Chinese digital TV standard

DTMB (Digital Terrestrial Multimedia Broadcast) (数字地面多媒体广播) is the digital TV standard for mobile and fixed devices, developed in the People's Republic of China. It is used there and in both of their special administrative regions (Hong Kong and Macau), and also in Cambodia, the Comoros, Cuba, East Timor, Laos and Pakistan.
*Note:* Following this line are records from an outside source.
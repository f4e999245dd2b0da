//! TOML-backed preference persistence.

use std::io::{ErrorKind, Write};
use std::path::{Path, PathBuf};

use async_trait::async_trait;
use tokio::fs;
use tracing::{debug, warn};

use crate::domain::entities::Preferences;
use crate::domain::errors::PreferencesError;
use crate::domain::ports::PreferencesPort;

/// Stores [`Preferences`] in a single TOML file.
///
/// A missing file reads as defaults. A malformed file also reads as defaults,
/// with a warning, and is replaced on the next save.
#[derive(Debug, Clone)]
pub struct PreferenceStore {
    path: PathBuf,
}

impl PreferenceStore {
    #[must_use]
    pub fn new(path: impl Into<PathBuf>) -> Self {
        Self { path: path.into() }
    }

    #[must_use]
    pub fn path(&self) -> &Path {
        &self.path
    }
}

#[async_trait]
impl PreferencesPort for PreferenceStore {
    async fn load(&self) -> Result<Preferences, PreferencesError> {
        let content = match fs::read_to_string(&self.path).await {
            Ok(content) => content,
            Err(e) if e.kind() == ErrorKind::NotFound => {
                debug!(path = ?self.path, "No stored preferences, using defaults");
                return Ok(Preferences::default());
            }
            Err(e) => return Err(e.into()),
        };

        match toml::from_str(&content) {
            Ok(preferences) => Ok(preferences),
            Err(e) => {
                warn!(path = ?self.path, error = %e, "Failed to parse preferences, using defaults");
                Ok(Preferences::default())
            }
        }
    }

    async fn save(&self, preferences: &Preferences) -> Result<(), PreferencesError> {
        let content = toml::to_string_pretty(preferences)?;
        let path = self.path.clone();

        tokio::task::spawn_blocking(move || -> Result<(), PreferencesError> {
            let parent = path
                .parent()
                .ok_or_else(|| std::io::Error::other("preferences path has no parent"))?;
            std::fs::create_dir_all(parent)?;

            let mut temp_file = tempfile::NamedTempFile::new_in(parent)?;
            temp_file.write_all(content.as_bytes())?;
            temp_file.persist(&path).map_err(|e| e.error)?;
            Ok(())
        })
        .await
        .map_err(std::io::Error::other)??;

        debug!(path = ?self.path, "Stored preferences");
        Ok(())
    }
}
In Pakistan, as part of the China–Pakistan Economic Corridor Project, ZTE Corporation will provide Pakistan Television Corporation collaboration across several digital terrestrial television technologies, staff training, and content creation, including partnerships with Chinese multinational companies in multiple areas, such as television sets and set top boxes, as a form of "International Cooperation".

==Overview==
Previously known as DMB-T/H (Digital Multimedia Broadcast-Terrestrial/Handheld), the DTMB is a merger of the standards ADTB-T (developed by the Shanghai Jiao Tong University), DMB-T (developed by Tsinghua University), and TiMi (Terrestrial Interactive Multiservice Infrastructure); this last one is the standard proposed by the Academy of Broadcasting Science in 2002.
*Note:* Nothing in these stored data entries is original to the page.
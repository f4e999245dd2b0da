//! Port for network reachability checks.

use async_trait::async_trait;

/// Reports whether the photo service can currently be reached.
#[cfg_attr(test, mockall::automock)]
#[async_trait]
pub trait ConnectivityPort: Send + Sync {
    /// Returns true when a network connection is available.
    async fn is_connected(&self) -> bool;
}
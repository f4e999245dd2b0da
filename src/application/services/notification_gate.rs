//! Suppression of background notifications while the gallery is on screen.

use std::sync::Arc;
use std::sync::atomic::{AtomicBool, Ordering};

use tracing::debug;

use crate::domain::entities::NewContentEvent;
use crate::domain::ports::NotificationPort;

/// Shared flag the UI flips while the gallery is visible.
#[derive(Debug, Clone, Default)]
pub struct VisibilityHandle(Arc<AtomicBool>);

impl VisibilityHandle {
    /// Creates a handle in the hidden state.
    #[must_use]
    pub fn new() -> Self {
        Self::default()
    }

    /// Marks the gallery visible or hidden.
    pub fn set_visible(&self, visible: bool) {
        self.0.store(visible, Ordering::SeqCst);
    }

    /// Returns true while the gallery is visible.
    #[must_use]
    pub fn is_visible(&self) -> bool {
        self.0.load(Ordering::SeqCst)
    }
}

/// Forwards events to another notifier unless the gallery is visible.
pub struct ForegroundAwareNotifier {
    inner: Arc<dyn NotificationPort>,
    visibility: VisibilityHandle,
}

impl ForegroundAwareNotifier {
    /// Wraps `inner`, consulting `visibility` on every event.
    #[must_use]
    pub const fn new(inner: Arc<dyn NotificationPort>, visibility: VisibilityHandle) -> Self {
        Self { inner, visibility }
    }
}

impl NotificationPort for ForegroundAwareNotifier {
    fn publish(&self, event: &NewContentEvent) {
        if self.visibility.is_visible() {
            debug!(result_id = %event.result_id, "Gallery visible, notification suppressed");
            return;
        }
        self.inner.publish(event);
    }
}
At first, neither Shanghai Jiao Tong University nor Tsinghua had enough political strength to make their own technology become the unique standard, so the final decision was to opt for a double standard, merged with the TIMI 3 standard, responding to a need for backward compatibility.
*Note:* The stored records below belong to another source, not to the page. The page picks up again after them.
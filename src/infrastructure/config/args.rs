use super::app_config::LogLevel;
use clap::{Parser, Subcommand, ValueEnum};
use std::path::PathBuf;

#[derive(Debug, Parser)]
#[command(
    name = "photogallery",
    version,
    about = "Browse recent and searched photos, and watch for new ones",
    long_about = None
)]
pub struct CliArgs {
    /// Configuration file path.
    #[arg(short, long, value_name = "PATH", global = true)]
    pub config: Option<PathBuf>,

    /// Log file path.
    #[arg(long, value_name = "PATH", global = true)]
    pub log_path: Option<PathBuf>,

    /// Log verbosity level.
    #[arg(long, value_enum, global = true)]
    pub log_level: Option<LogLevel>,

    /// Photo service API key.
    #[arg(long, env = "FLICKR_API_KEY", hide_env_values = true, global = true)]
    pub api_key: Option<String>,

    /// Photo service REST endpoint.
    #[arg(long, value_name = "URL", global = true)]
    pub api_base_url: Option<String>,

    /// Enable desktop notifications.
    #[arg(long, global = true)]
    pub enable_desktop_notifications: Option<bool>,

    /// Seconds between background poll cycles.
    #[arg(long, value_name = "SECS", global = true)]
    pub poll_interval_secs: Option<u64>,

    #[command(subcommand)]
    pub command: Command,
}

#[derive(Debug, Clone, PartialEq, Eq, Subcommand)]
pub enum Command {
    /// List a page of the stored search, or of recent photos.
    List {
        /// Page to list; defaults to the stored page.
        #[arg(long)]
        page: Option<u32>,
    },
    /// Search photos and remember the query.
    Search {
        /// Search text.
        query: String,
        /// Page to list.
        #[arg(long, default_value_t = 1)]
        page: u32,
    },
    /// Forget the stored query and go back to recent photos.
    ClearSearch,
    /// Download a page of thumbnails through a fixed set of recycled slots.
    Thumbnails {
        /// Page to load; defaults to the stored page.
        #[arg(long)]
        page: Option<u32>,
        /// Number of display slots to cycle the page through.
        #[arg(long, default_value_t = 8)]
        slots: usize,
        /// Directory delivered thumbnails are written to.
        #[arg(long, value_name = "DIR", default_value = "thumbnails")]
        out: PathBuf,
    },
    /// Check for new photos.
    Poll {
        /// Run a single cycle and exit.
        #[arg(long)]
        once: bool,
    },
    /// Turn background polling on or off, or show its state.
    Polling {
        #[arg(value_enum)]
        switch: PollingSwitch,
    },
}

#[derive(Debug, Clone, Copy, PartialEq, Eq, ValueEnum)]
pub enum PollingSwitch {
    On,
    Off,
    Status,
}

#[cfg(test)]
mod tests {
    use super::*;

    #[test]
    fn test_parse_search() {
        let args = CliArgs::parse_from(["photogallery", "search", "red panda", "--page", "3"]);
        assert_eq!(
            args.command,
            Command::Search {
                query: "red panda".to_string(),
                page: 3
            }
        );
    }

    #[test]
    fn test_parse_thumbnails_defaults() {
        let args = CliArgs::parse_from(["photogallery", "thumbnails"]);
        assert_eq!(
            args.command,
            Command::Thumbnails {
                page: None,
                slots: 8,
                out: PathBuf::from("thumbnails")
            }
        );
    }

    #[test]
    fn test_parse_polling_switch() {
        let args = CliArgs::parse_from(["photogallery", "polling", "off"]);
        assert_eq!(
            args.command,
            Command::Polling {
                switch: PollingSwitch::Off
            }
        );
    }

    #[test]
    fn test_global_flags_after_subcommand() {
        let args = CliArgs::parse_from(["photogallery", "poll", "--once", "--log-level", "warn"]);
        assert_eq!(args.command, Command::Poll { once: true });
        assert_eq!(args.log_level, Some(LogLevel::Warn));
    }
}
The DTMB was created in 2004 and finally became an official DTT standard in 2006.

===DTMB in China===
- 2005 trial
- 01/01/2006 formal adoption and official launch as a DTT standard
- 08/08/2008 analog switchoff started
- 01/01/2015 analog switchoff completed

===DTMB channel available in China===
- National:
  - CCTV-1, 2, 3, 4, 5, 6, 7, 8, 9, 10, 11, 12, 13, 14, 15, 16, 17, CGTN English
- Provinces:
Main channel of province TV in each province
- High Definition Channel:
  - Varies
- City or Local channel:
  - Varies

===DTMB in Hong Kong===

- 01/01/2006 formal adoption and official launch as a DTT standard
- 31/12/2007 analogue switchoff started
- 01/01/2015 analogue switchoff completed

===DTMB in Macau===
- 01/01/2006 formal adoption and official launch as a DTT standard
- 15/07/2008 analogue switchoff started
- 01/01/2015 analogue switchoff completed

===DTMB elsewhere===
- DTMB started in Laos in 2007.
- Cambodia adopted the DTMB standard in 2012.
- The Comoros chose DTMB in 2013.
- Cuba adopted DTMB in 2013.
- In 2017, Pakistan and ZTE signed a contract to deploy DTMB broadcasts in the country by 2020.
- East Timor adopted DTMB, and work to implement it started in 2019.

== Versus CMMB ==
See China Multimedia Mobile Broadcasting (CMMB).

== Countries and territories using DTMB ==

DTT broadcasting systems. Countries using DTMB are shown in purple.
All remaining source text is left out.